**Exercise brief**: From the entries below, reproduce exactly the line containing "than the tolerance.", the line containing "let dx = b.x - a.x;", and every line in between, with nothing added.

Dataset excerpts
•••

//! Geometric primitives for panel and sheet layout.

use serde::{Deserialize, Serialize};

/// Tolerance used to break degenerate ties in containment and intersection
/// tests (exactly-horizontal ray through a vertex, exactly-parallel segments).
pub const EPSILON: f64 = 1e-9;

/// A 2D point in millimeters.
#[derive(Debug, Clone, Copy, PartialEq, Serialize, Deserialize)]
pub struct Point {
    pub x: f64,
    pub y: f64,
}

impl Point {
    pub fn new(x: f64, y: f64) -> Self {
        Self { x, y }
    }

    /// Calculates the distance to another point.
    pub fn distance_to(&self, other: &Point) -> f64 {
        ((self.x - other.x).powi(2) + (self.y - other.y).powi(2)).sqrt()
    }
}

/// Rotates a point around a center by the given angle in degrees.
pub fn rotate_point(p: Point, center: Point, angle_deg: f64) -> Point {
    if angle_deg.abs() < 1e-6 {
        return p;
    }
    let angle_rad = angle_deg.to_radians();
    let cos_a = angle_rad.cos();
    let sin_a = angle_rad.sin();
    let dx = p.x - center.x;
    let dy = p.y - center.y;
    Point {
        x: center.x + dx * cos_a - dy * sin_a,
        y: center.y + dx * sin_a + dy * cos_a,
    }
}

/// A circle, used for hinge pin holes and finger-pull cutouts.
#[derive(Debug, Clone, Copy, PartialEq, Serialize, Deserialize)]
pub struct Circle {
    pub cx: f64,
    pub cy: f64,
    pub r: f64,
}

impl Circle {
    pub fn new(cx: f64, cy: f64, r: f64) -> Self {
        Self { cx, cy, r }
    }
}

/// An axis-aligned bounding box.
#[derive(Debug, Clone, Copy, PartialEq, Serialize, Deserialize)]
pub struct BBox {
    pub min_x: f64,
    pub min_y: f64,
    pub max_x: f64,
    pub max_y: f64,
}

impl BBox {
    pub fn new(min_x: f64, min_y: f64, max_x: f64, max_y: f64) -> Self {
        Self {
            min_x,
            min_y,
            max_x,
            max_y,
        }
    }

    pub fn width(&self) -> f64 {
        self.max_x - self.min_x
    }

    pub fn height(&self) -> f64 {
        self.max_y - self.min_y
    }

    pub fn area(&self) -> f64 {
        self.width() * self.height()
    }

    /// Returns a copy grown by `amount` on every side. Negative amounts
    /// shrink the box.
    pub fn padded(&self, amount: f64) -> Self {
        Self {
            min_x: self.min_x - amount,
            min_y: self.min_y - amount,
            max_x: self.max_x + amount,
            max_y: self.max_y + amount,
        }
    }

    pub fn contains_point(&self, p: &Point) -> bool {
        p.x >= self.min_x && p.x <= self.max_x && p.y >= self.min_y && p.y <= self.max_y
    }

    /// Returns true if `other` lies entirely inside this box.
    pub fn contains(&self, other: &BBox) -> bool {
        other.min_x >= self.min_x
            && other.min_y >= self.min_y
            && other.max_x <= self.max_x
            && other.max_y <= self.max_y
    }

    pub fn intersects(&self, other: &BBox) -> bool {
        self.min_x < other.max_x
            && self.max_x > other.min_x
            && self.min_y < other.max_y
            && self.max_y > other.min_y
    }

    pub fn translated(&self, dx: f64, dy: f64) -> Self {
        Self {
            min_x: self.min_x + dx,
            min_y: self.min_y + dy,
            max_x: self.max_x + dx,
            max_y: self.max_y + dy,
        }
    }
}

/// An ordered sequence of points forming an implicitly closed outline.
///
/// The closing point is not stored; consumers close the loop. Fewer than
/// 3 points is degenerate and yields zero-area / empty results.
#[derive(Debug, Clone, PartialEq, Default, Serialize, Deserialize)]
pub struct Polygon {
    pub points: Vec<Point>,
}

impl Polygon {
    pub fn new(points: Vec<Point>) -> Self {
        Self { points }
    }

    /// Builds an axis-aligned rectangle outline.
    pub fn rect(x: f64, y: f64, width: f64, height: f64) -> Self {
        Self::new(vec![
            Point::new(x, y),
            Point::new(x + width, y),
            Point::new(x + width, y + height),
            Point::new(x, y + height),
        ])
    }

    pub fn is_degenerate(&self) -> bool {
        self.points.len() < 3
    }

    /// Signed area via the shoelace formula. Positive for counter-clockwise
    /// winding; the sign is preserved so boolean operations can distinguish
    /// outer loops from holes. Degenerate polygons return 0.
    pub fn signed_area(&self) -> f64 {
        if self.is_degenerate() {
            return 0.0;
        }
        let mut sum = 0.0;
        for i in 0..self.points.len() {
            let p1 = self.points[i];
            let p2 = self.points[(i + 1) % self.points.len()];
            sum += p1.x * p2.y - p2.x * p1.y;
        }
        sum / 2.0
    }

    pub fn area(&self) -> f64 {
        self.signed_area().abs()
    }

    /// Axis-aligned bounding box. A degenerate polygon returns a zero-size
    /// box at the origin.
    pub fn bbox(&self) -> BBox {
        if self.points.is_empty() {
            return BBox::new(0.0, 0.0, 0.0, 0.0);
        }
        let mut min_x = f64::INFINITY;
        let mut min_y = f64::INFINITY;
        let mut max_x = f64::NEG_INFINITY;
        let mut max_y = f64::NEG_INFINITY;
        for p in &self.points {
            min_x = min_x.min(p.x);
            min_y = min_y.min(p.y);
            max_x = max_x.max(p.x);
            max_y = max_y.max(p.y);
        }
        BBox::new(min_x, min_y, max_x, max_y)
    }

    /// Ray-casting containment test. The test ray is shifted by a fixed
    /// epsilon so a ray passing exactly through a vertex cannot double-count.
    pub fn contains_point(&self, p: &Point) -> bool {
        if self.is_degenerate() {
            return false;
        }
        let y = p.y + EPSILON;
        let mut inside = false;
        let n = self.points.len();
        let mut j = n - 1;
        for i in 0..n {
            let pi = self.points[i];
            let pj = self.points[j];
            if (pi.y > y) != (pj.y > y) {
                let x_cross = pj.x + (y - pj.y) / (pi.y - pj.y) * (pi.x - pj.x);
                if p.x < x_cross {
                    inside = !inside;
                }
            }
            j = i;
        }
        inside
    }

    /// Returns a copy shifted by the given offsets.
    pub fn translated(&self, dx: f64, dy: f64) -> Self {
        Self::new(
            self.points
                .iter()
                .map(|p| Point::new(p.x + dx, p.y + dy))
                .collect(),
        )
    }

    /// Returns a copy rotated around a center by the given angle in degrees.
    pub fn rotated(&self, center: Point, angle_deg: f64) -> Self {
        Self::new(
            self.points
                .iter()
                .map(|p| rotate_point(*p, center, angle_deg))
                .collect(),
        )
    }

    /// Douglas-Peucker simplification of the closed outline.
    ///
    /// The stored points are simplified as an open chain, so the first and
    /// last stored point always survive. A surviving tail that sits within
    /// the tolerance of the start is dropped afterwards: the implicit
    /// closure already supplies that segment, and keeping the point would
    /// leave a sliver edge shorter than the tolerance.
    pub fn simplified(&self, tolerance: f64) -> Self {
        if self.is_degenerate() {
            return self.clone();
        }
        let mut simplified = simplify_polyline(&self.points, tolerance);
        if simplified.len() > 1 {
            let first = simplified[0];
            if simplified
                .last()
                .map(|last| last.distance_to(&first) <= tolerance)
                .unwrap_or(false)
            {
                simplified.pop();
            }
        }
        Self::new(simplified)
    }

    /// Iterates the closed edge list, including the closing segment.
    pub fn edges(&self) -> impl Iterator<Item = (Point, Point)> + '_ {
        let n = self.points.len();
        (0..n).map(move |i| (self.points[i], self.points[(i + 1) % n]))
    }
}

/// Perpendicular distance from a point to the line through `a` and `b`.
fn perpendicular_distance(p: &Point, a: &Point, b: &Point) -> f64 {
    let dx = b.x - a.x;
    let dy = b.y - a.y;
    let len = (dx * dx + dy * dy).sqrt();
    if len < EPSILON {
        return p.distance_to(a);
    }
    ((dy * p.x - dx * p.y + b.x * a.y - b.y * a.x) / len).abs()
}

/// Iterative Douglas-Peucker simplification of an open polyline.
///
/// Endpoints are always preserved. Uses an explicit work stack instead of
/// recursion so very dense inputs cannot overflow.
pub fn simplify_polyline(points: &[Point], tolerance: f64) -> Vec<Point> {
    if points.len() < 3 {
        return points.to_vec();
    }

    let mut keep = vec![false; points.len()];
    keep[0] = true;
    keep[points.len() - 1] = true;

    let mut stack = vec![(0usize, points.len() - 1)];
    while let Some((start, end)) = stack.pop() {
        if end <= start + 1 {
            continue;
        }
        let mut max_dist = 0.0;
        let mut max_idx = start;
        for (i, p) in points.iter().enumerate().take(end).skip(start + 1) {
            let d = perpendicular_distance(p, &points[start], &points[end]);
            if d > max_dist {
                max_dist = d;
                max_idx = i;
            }
        }
        if max_dist > tolerance {
            keep[max_idx] = true;
            stack.push((start, max_idx));
            stack.push((max_idx, end));
        }
    }

    points
        .iter()
        .zip(keep.iter())
        .filter_map(|(p, k)| if *k { Some(*p) } else { None })
        .collect()
}

/// Tests two segments for intersection using the parametric line-line
/// formula. Exactly-parallel segments are treated as non-intersecting.
pub fn segments_intersect(a1: Point, a2: Point, b1: Point, b2: Point) -> bool {
    let d1x = a2.x - a1.x;
    let d1y = a2.y - a1.y;
    let d2x = b2.x - b1.x;
    let d2y = b2.y - b1.y;

    let denom = d1x * d2y - d1y * d2x;
    if denom.abs() < EPSILON {
        return false;
    }

    let t = ((b1.x - a1.x) * d2y - (b1.y - a1.y) * d2x) / denom;
    let u = ((b1.x - a1.x) * d1y - (b1.y - a1.y) * d1x) / denom;

    (0.0..=1.0).contains(&t) && (0.0..=1.0).contains(&u)
}

/// Exact polygon-polygon intersection: any crossing edge pair, or full
/// containment of one polygon in the other.
pub fn polygons_intersect(a: &Polygon, b: &Polygon) -> bool {
    if a.is_degenerate() || b.is_degenerate() {
        return false;
    }
    for (a1, a2) in a.edges() {
        for (b1, b2) in b.edges() {
            if segments_intersect(a1, a2, b1, b2) {
                return true;
            }
        }
    }
    a.contains_point(&b.points[0]) || b.contains_point(&a.points[0])
}

#[cfg(test)]
mod tests {
    use super::*;

    fn square(size: f64) -> Polygon {
        Polygon::rect(0.0, 0.0, size, size)
    }

    #[test]
    fn test_signed_area_winding() {
        let ccw = square(10.0);
        assert!((ccw.signed_area() - 100.0).abs() < 1e-9);

        let mut cw_points = ccw.points.clone();
        cw_points.reverse();
        let cw = Polygon::new(cw_points);
        assert!((cw.signed_area() + 100.0).abs() < 1e-9);
    }

    #[test]
    fn test_degenerate_polygon_is_empty() {
        let degenerate = Polygon::new(vec![Point::new(0.0, 0.0), Point::new(5.0, 5.0)]);
        assert!(degenerate.is_degenerate());
        assert_eq!(degenerate.signed_area(), 0.0);
        assert!(!degenerate.contains_point(&Point::new(1.0, 1.0)));
    }

    #[test]
    fn test_bbox() {
        let p = Polygon::new(vec![
            Point::new(-3.0, 2.0),
            Point::new(7.0, 2.0),
            Point::new(7.0, 9.0),
        ]);
        let bb = p.bbox();
        assert_eq!(bb.min_x, -3.0);
        assert_eq!(bb.max_x, 7.0);
        assert_eq!(bb.min_y, 2.0);
        assert_eq!(bb.max_y, 9.0);
        assert_eq!(bb.width(), 10.0);
    }

    #[test]
    fn test_contains_point() {
        let sq = square(10.0);
        assert!(sq.contains_point(&Point::new(5.0, 5.0)));
        assert!(!sq.contains_point(&Point::new(15.0, 5.0)));
        assert!(!sq.contains_point(&Point::new(-1.0, 5.0)));
    }

    #[test]
    fn test_segments_intersect_crossing() {
        assert!(segments_intersect(
            Point::new(0.0, 0.0),
            Point::new(10.0, 10.0),
            Point::new(0.0, 10.0),
            Point::new(10.0, 0.0),
        ));
    }

    #[test]
    fn test_segments_parallel_never_intersect() {
        assert!(!segments_intersect(
            Point::new(0.0, 0.0),
            Point::new(10.0, 0.0),
            Point::new(0.0, 0.0),
            Point::new(5.0, 0.0),
        ));
    }

    #[test]
    fn test_segments_disjoint() {
        assert!(!segments_intersect(
            Point::new(0.0, 0.0),
            Point::new(1.0, 0.0),
            Point::new(5.0, 5.0),
            Point::new(6.0, 5.0),
        ));
    }

    #[test]
    fn test_polygons_intersect_containment() {
        let outer = square(20.0);
        let inner = Polygon::rect(5.0, 5.0, 2.0, 2.0);
        assert!(polygons_intersect(&outer, &inner));
    }

    #[test]
    fn test_polygons_disjoint() {
        let a = square(5.0);
        let b = Polygon::rect(50.0, 50.0, 5.0, 5.0);
        assert!(!polygons_intersect(&a, &b));
    }

    #[test]
    fn test_simplify_collinear_run() {
        let points: Vec<Point> = (0..=10).map(|i| Point::new(i as f64, 0.0)).collect();
        let simplified = simplify_polyline(&points, 0.1);
        assert_eq!(simplified.len(), 2);
        assert_eq!(simplified[0], points[0]);
        assert_eq!(simplified[1], points[10]);
    }

    #[test]
    fn test_simplify_keeps_corners() {
        let points = vec![
            Point::new(0.0, 0.0),
            Point::new(5.0, 0.01),
            Point::new(10.0, 0.0),
            Point::new(10.0, 10.0),
        ];
        let simplified = simplify_polyline(&points, 0.1);
        assert_eq!(simplified.len(), 3);
    }

    #[test]
    fn test_polygon_simplified_stays_closed() {
        let mut points = Vec::new();
        for i in 0..40 {
            let angle = (i as f64 / 40.0) * std::f64::consts::TAU;
            points.push(Point::new(10.0 * angle.cos(), 10.0 * angle.sin()));
        }
        let poly = Polygon::new(points);
        let simplified = poly.simplified(0.5);
        assert!(simplified.points.len() >= 3);
        assert!(simplified.points.len() < poly.points.len());
        // Implicit closure: first point not duplicated at the tail.
        let first = simplified.points[0];
        let last = *simplified.points.last().unwrap();
        assert!(last.distance_to(&first) > 0.5);
    }

    #[test]
    fn test_polygon_simplified_drops_tail_on_start() {
        // The stored tail sits within tolerance of the start; the implicit
        // closing segment makes it redundant.
        let poly = Polygon::new(vec![
            Point::new(0.0, 0.0),
            Point::new(10.0, 0.0),
            Point::new(10.0, 10.0),
            Point::new(0.0, 10.0),
            Point::new(0.0, 0.05),
        ]);
        let simplified = poly.simplified(0.1);
        assert_eq!(simplified.points.len(), 4);
        let first = simplified.points[0];
        let last = *simplified.points.last().unwrap();
        assert!(last.distance_to(&first) > 0.1);
    }

    #[test]
    fn test_bbox_pad_and_overlap() {
        let a = BBox::new(0.0, 0.0, 10.0, 10.0);
        let b = BBox::new(11.0, 0.0, 20.0, 10.0);
        assert!(!a.intersects(&b));
        assert!(a.padded(1.5).intersects(&b));
    }
}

•••

**Solution**:
    /// leave a sliver edge shorter than the tolerance.
    pub fn simplified(&self, tolerance: f64) -> Self {
        if self.is_degenerate() {
            return self.clone();
        }
        let mut simplified = simplify_polyline(&self.points, tolerance);
        if simplified.len() > 1 {
            let first = simplified[0];
            if simplified
                .last()
                .map(|last| last.distance_to(&first) <= tolerance)
                .unwrap_or(false)
            {
                simplified.pop();
            }
        }
        Self::new(simplified)
    }

    /// Iterates the closed edge list, including the closing segment.
    pub fn edges(&self) -> impl Iterator<Item = (Point, Point)> + '_ {
        let n = self.points.len();
        (0..n).map(move |i| (self.points[i], self.points[(i + 1) % n]))
    }
}

/// Perpendicular distance from a point to the line through `a` and `b`.
fn perpendicular_distance(p: &Point, a: &Point, b: &Point) -> f64 {
    let dx = b.x - a.x;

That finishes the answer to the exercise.